■ TASK PROMPT
Reproduce the lines of the listing exactly, beginning at the top, until the line with "started exchange must" has been reproduced too.

■ MATERIAL PROVIDED
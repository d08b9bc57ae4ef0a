//! Ghost-value exchange for distributed matrix products.
//!
//! A [`HaloExchange`] knows, for every peer, which locally owned entries the
//! peer needs (`send_index`) and which of the peer's entries this rank needs
//! (`recv_index`). Ghost values live in a compact buffer laid out as the
//! concatenation of the per-peer receive lists. Since every receive list is
//! sorted and peers own ascending index ranges, the buffer is sorted by
//! global index and a ghost's slot is found by binary search.
//!
//! Two directions run over the same pattern:
//! * scatter: owners push values to the ranks holding them as ghosts;
//! * gather: ghost holders push partial contributions back to the owners.

use crate::distributed::ownership::Ownership;
use crate::error::{KError, Result};
use crate::parallel::{Channel, Request};
use std::sync::Arc;

#[derive(Debug, Clone, Copy, PartialEq, Eq)]
enum Flow {
    Scatter,
    Gather,
}

/// An exchange in flight, returned by the `start_*` calls and consumed by
/// the matching `end_*` call.
#[must_use = "a started exchange must be completed with an end_* call"]
pub struct PendingExchange {
    flow: Flow,
    sends: Vec<Request<()>>,
    recvs: Vec<(usize, Request<Vec<f64>>)>,
}

impl PendingExchange {
    fn finish(self, flow: Flow) -> Result<Vec<(usize, Vec<f64>)>> {
        if self.flow != flow {
            return Err(KError::InvalidArgument(format!(
                "{:?} exchange completed as {:?}",
                self.flow, flow
            )));
        }
        let mut first_err = None;
        let mut received = Vec::with_capacity(self.recvs.len());
        for (peer, req) in self.recvs {
            match req.wait() {
                Ok(v) => received.push((peer, v)),
                Err(e) => {
                    first_err.get_or_insert(e);
                }
            }
        }
        for req in self.sends {
            if let Err(e) = req.wait() {
                first_err.get_or_insert(e);
            }
        }
        match first_err {
            Some(e) => Err(e),
            None => Ok(received),
        }
    }
}

#[derive(Debug, Clone)]
pub struct HaloExchange {
    comm: Arc<Channel>,
    local_start: usize,
    local_len: usize,
    send_index: Vec<Vec<usize>>,
    recv_index: Vec<Vec<usize>>,
    ghosts: Vec<usize>,
    recv_offsets: Vec<usize>,
}

impl HaloExchange {
    /// Collective: build the exchange pattern for the non-local global
    /// indices in `referenced`, owned according to `owners`.
    ///
    /// Locally owned indices in `referenced` are skipped; duplicates are
    /// allowed. Two all-to-all rounds tell every owner what to send: first
    /// the per-peer counts, then the index lists.
    pub fn build<I>(comm: Arc<Channel>, owners: &Ownership, referenced: I) -> Result<Self>
    where
        I: IntoIterator<Item = usize>,
    {
        let rank = comm.rank();
        let size = comm.size();
        let _span = tracing::debug_span!("halo_build", rank).entered();

        let mut wanted: Vec<usize> = referenced.into_iter().collect();
        wanted.sort_unstable();
        wanted.dedup();
        let local = owners.range(rank);
        wanted.retain(|g| !local.contains(g));

        let mut recv_index = vec![Vec::new(); size];
        let partition = wanted
            .iter()
            .try_for_each(|&g| match owners.owner(g) {
                Some(p) => {
                    recv_index[p].push(g);
                    Ok(())
                }
                None => Err(KError::InvalidArgument(format!(
                    "index {g} outside global size {}",
                    owners.size()
                ))),
            });
        comm.agree(partition)?;

        let counts: Vec<Vec<usize>> = recv_index.iter().map(|v| vec![v.len()]).collect();
        let mut peer_counts = vec![vec![0usize]; size];
        comm.all_to_all(&counts, &mut peer_counts)?;

        let mut send_index: Vec<Vec<usize>> = peer_counts.iter().map(|c| vec![0usize; c[0]]).collect();
        comm.all_to_all(&recv_index, &mut send_index)?;

        let mut recv_offsets = Vec::with_capacity(size + 1);
        recv_offsets.push(0);
        for v in &recv_index {
            recv_offsets.push(recv_offsets[recv_offsets.len() - 1] + v.len());
        }

        tracing::debug!(
            ghosts = wanted.len(),
            recv_peers = recv_index.iter().filter(|v| !v.is_empty()).count(),
            send_peers = send_index.iter().filter(|v| !v.is_empty()).count(),
            "halo pattern built"
        );

        Ok(Self {
            comm,
            local_start: local.start,
            local_len: local.len(),
            send_index,
            recv_index,
            ghosts: wanted,
            recv_offsets,
        })
    }

    /// Locally owned global indices `peer` needs from this rank.
    pub fn send_index(&self, peer: usize) -> &[usize] {
        &self.send_index[peer]
    }

    /// Global indices this rank needs from `peer`.
    pub fn recv_index(&self, peer: usize) -> &[usize] {
        &self.recv_index[peer]
    }

    /// All ghost indices in buffer order.
    pub fn ghost_indices(&self) -> &[usize] {
        &self.ghosts
    }

    pub fn ghost_len(&self) -> usize {
        self.ghosts.len()
    }

    /// Buffer slot of ghost index `global`.
    pub fn slot(&self, global: usize) -> Option<usize> {
        self.ghosts.binary_search(&global).ok()
    }

    fn check_ghost_len(&self, len: usize) -> Result<()> {
        if len == self.ghosts.len() {
            Ok(())
        } else {
            Err(KError::SizeMismatch { expected: self.ghosts.len(), actual: len })
        }
    }

    fn check_local_len(&self, len: usize) -> Result<()> {
        if len == self.local_len {
            Ok(())
        } else {
            Err(KError::SizeMismatch { expected: self.local_len, actual: len })
        }
    }

    fn peer_range(&self, peer: usize) -> std::ops::Range<usize> {
        self.recv_offsets[peer]..self.recv_offsets[peer + 1]
    }

    /// Begin pushing owned values in `local` to the ranks that ghost them.
    ///
    /// `local` must hold exactly the owned block; nothing is posted otherwise.
    pub fn start_scatter(&self, local: &[f64]) -> Result<PendingExchange> {
        self.check_local_len(local.len())?;
        let mut recvs = Vec::new();
        for (peer, idx) in self.recv_index.iter().enumerate() {
            if !idx.is_empty() {
                recvs.push((peer, self.comm.irecv(vec![0.0; idx.len()], peer)?));
            }
        }
        let mut sends = Vec::new();
        for (peer, idx) in self.send_index.iter().enumerate() {
            if idx.is_empty() {
                continue;
            }
            let values: Vec<f64> = idx.iter().map(|&g| local[g - self.local_start]).collect();
            sends.push(self.comm.isend(&values, peer)?);
        }
        Ok(PendingExchange { flow: Flow::Scatter, sends, recvs })
    }

    /// Complete a scatter, overwriting the ghost buffer.
    pub fn end_set_scatter(&self, pending: PendingExchange, ghost: &mut [f64]) -> Result<()> {
        self.check_ghost_len(ghost.len())?;
        for (peer, values) in pending.finish(Flow::Scatter)? {
            ghost[self.peer_range(peer)].copy_from_slice(&values);
        }
        Ok(())
    }

    /// Complete a scatter, adding into the ghost buffer.
    pub fn end_add_scatter(&self, pending: PendingExchange, ghost: &mut [f64]) -> Result<()> {
        self.check_ghost_len(ghost.len())?;
        for (peer, values) in pending.finish(Flow::Scatter)? {
            for (g, v) in ghost[self.peer_range(peer)].iter_mut().zip(values) {
                *g += v;
            }
        }
        Ok(())
    }

    /// Begin pushing ghost-buffer contributions back to their owners.
    pub fn start_gather(&self, ghost: &[f64]) -> Result<PendingExchange> {
        self.check_ghost_len(ghost.len())?;
        let mut recvs = Vec::new();
        for (peer, idx) in self.send_index.iter().enumerate() {
            if !idx.is_empty() {
                recvs.push((peer, self.comm.irecv(vec![0.0; idx.len()], peer)?));
            }
        }
        let mut sends = Vec::new();
        for (peer, idx) in self.recv_index.iter().enumerate() {
            if !idx.is_empty() {
                let range = self.peer_range(peer);
                sends.push(self.comm.isend_range(ghost, range.start, range.len(), peer)?);
            }
        }
        Ok(PendingExchange { flow: Flow::Gather, sends, recvs })
    }

    /// Complete a gather, overwriting owned entries of `local`.
    ///
    /// The transfers are drained before `local` is checked, so a short
    /// buffer leaves the channel in step with the peers.
    pub fn end_set_gather(&self, pending: PendingExchange, local: &mut [f64]) -> Result<()> {
        let received = pending.finish(Flow::Gather)?;
        self.check_local_len(local.len())?;
        for (peer, values) in received {
            for (&g, v) in self.send_index[peer].iter().zip(values) {
                local[g - self.local_start] = v;
            }
        }
        Ok(())
    }

    /// Complete a gather, adding into owned entries of `local`.
    pub fn end_add_gather(&self, pending: PendingExchange, local: &mut [f64]) -> Result<()> {
        let received = pending.finish(Flow::Gather)?;
        self.check_local_len(local.len())?;
        for (peer, values) in received {
            for (&g, v) in self.send_index[peer].iter().zip(values) {
                local[g - self.local_start] += v;
            }
        }
        Ok(())
    }
}

#[cfg(test)]
mod tests {
    use super::*;
    use crate::parallel::run;

    // Ring of 3 ranks, 2 entries each; every rank ghosts the first entry of
    // its right neighbour.
    fn ring(ch: &Arc<Channel>) -> (Ownership, HaloExchange) {
        let own = Ownership::from_sizes(&[2, 2, 2]);
        let right = (ch.rank() + 1) % 3;
        let halo = HaloExchange::build(Arc::clone(ch), &own, [own.start(right), own.start(ch.rank())]).unwrap();
        (own, halo)
    }

    #[test]
    fn pattern_is_symmetric() {
        let results = run(3, |ch| {
            let (own, halo) = ring(&ch);
            let r = ch.rank();
            let left = (r + 2) % 3;
            let right = (r + 1) % 3;
            assert_eq!(halo.recv_index(right), &[own.start(right)]);
            assert_eq!(halo.send_index(left), &[own.start(r)]);
            assert!(halo.send_index(r).is_empty() && halo.recv_index(r).is_empty());
            assert_eq!(halo.ghost_len(), 1);
            assert_eq!(halo.slot(own.start(right)), Some(0));
            let local: Vec<f64> = own.range(r).map(|g| g as f64).collect();
            let mut ghost = [0.0];
            let pending = halo.start_scatter(&local).unwrap();
            halo.end_set_scatter(pending, &mut ghost).unwrap();
            // one send lane to the left, one receive lane from the right
            assert_eq!(ch.lane_count(), 2);
        })
        .unwrap();
        assert_eq!(results.len(), 3);
    }

    #[test]
    fn scatter_then_gather() {
        let results = run(3, |ch| {
            let (own, halo) = ring(&ch);
            let local: Vec<f64> = own.range(ch.rank()).map(|g| g as f64).collect();
            let mut ghost = vec![0.0; 1];
            let pending = halo.start_scatter(&local).unwrap();
            halo.end_set_scatter(pending, &mut ghost).unwrap();

            let mut back = vec![1.0; 2];
            let pending = halo.start_gather(&[10.0]).unwrap();
            halo.end_add_gather(pending, &mut back).unwrap();
            (ghost[0], back)
        })
        .unwrap();
        assert_eq!(results[0], (2.0, vec![11.0, 1.0]));
        assert_eq!(results[1], (4.0, vec![11.0, 1.0]));
        assert_eq!(results[2], (0.0, vec![11.0, 1.0]));
    }

    // Two ranks of one entry each, each ghosting the other's entry.
    fn pair(ch: &Arc<Channel>) -> HaloExchange {
        let own = Ownership::from_sizes(&[1, 1]);
        HaloExchange::build(Arc::clone(ch), &own, [1 - ch.rank()]).unwrap()
    }

    fn scatter_round(halo: &HaloExchange, value: f64) -> f64 {
        let mut ghost = [0.0];
        let pending = halo.start_scatter(&[value]).unwrap();
        halo.end_set_scatter(pending, &mut ghost).unwrap();
        ghost[0]
    }

    #[test]
    fn short_owned_block_fails_before_posting() {
        let results = run(2, |ch| {
            let halo = pair(&ch);
            let r = ch.rank() as f64;
            let rejected = if ch.rank() == 0 { Some(halo.start_scatter(&[]).map(|_| ())) } else { None };
            let first = scatter_round(&halo, 100.0 + r);
            let second = scatter_round(&halo, 200.0 + r);
            (rejected, first, second)
        })
        .unwrap();
        assert_eq!(results[0].0, Some(Err(KError::SizeMismatch { expected: 1, actual: 0 })));
        assert_eq!((results[0].1, results[0].2), (101.0, 201.0));
        assert_eq!((results[1].1, results[1].2), (100.0, 200.0));
    }

    #[test]
    fn short_gather_target_keeps_channel_in_step() {
        let results = run(2, |ch| {
            let halo = pair(&ch);
            let pending = halo.start_gather(&[5.0]).unwrap();
            let mut target = vec![1.0; 1];
            let gathered = if ch.rank() == 0 {
                halo.end_add_gather(pending, &mut [])
            } else {
                halo.end_add_gather(pending, &mut target)
            };
            (gathered, target[0], scatter_round(&halo, ch.rank() as f64))
        })
        .unwrap();
        assert_eq!(results[0].0, Err(KError::SizeMismatch { expected: 1, actual: 0 }));
        assert_eq!(results[1], (Ok(()), 6.0, 0.0));
        assert_eq!(results[0].2, 1.0);
    }

    #[test]
    fn out_of_range_index_fails_everywhere() {
        let results = run(2, |ch| {
            let own = Ownership::from_sizes(&[1, 1]);
            let refs = if ch.rank() == 0 { vec![7] } else { vec![0] };
            HaloExchange::build(Arc::clone(&ch), &own, refs).map(|_| ())
        })
        .unwrap();
        assert!(results.iter().all(|r| matches!(r, Err(KError::InvalidArgument(_)))));
    }

    #[test]
    fn mismatched_completion_is_rejected() {
        let results = run(1, |ch| {
            let own = Ownership::from_sizes(&[3]);
            let halo = HaloExchange::build(Arc::clone(&ch), &own, [0, 1]).unwrap();
            let pending = halo.start_gather(&[]).unwrap();
            halo.end_set_scatter(pending, &mut []).is_err()
        })
        .unwrap();
        assert!(results[0]);
    }
}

■ OUTPUT
repository d08b9bc57ae4ef0a
//! Ghost-value exchange for distributed matrix products.
//!
//! A [`HaloExchange`] knows, for every peer, which locally owned entries the
//! peer needs (`send_index`) and which of the peer's entries this rank needs
//! (`recv_index`). Ghost values live in a compact buffer laid out as the
//! concatenation of the per-peer receive lists. Since every receive list is
//! sorted and peers own ascending index ranges, the buffer is sorted by
//! global index and a ghost's slot is found by binary search.
//!
//! Two directions run over the same pattern:
//! * scatter: owners push values to the ranks holding them as ghosts;
//! * gather: ghost holders push partial contributions back to the owners.

use crate::distributed::ownership::Ownership;
use crate::error::{KError, Result};
use crate::parallel::{Channel, Request};
use std::sync::Arc;

#[derive(Debug, Clone, Copy, PartialEq, Eq)]
enum Flow {
    Scatter,
    Gather,
}

/// An exchange in flight, returned by the `start_*` calls and consumed by
/// the matching `end_*` call.
#[must_use = "a started exchange must be completed with an end_* call"]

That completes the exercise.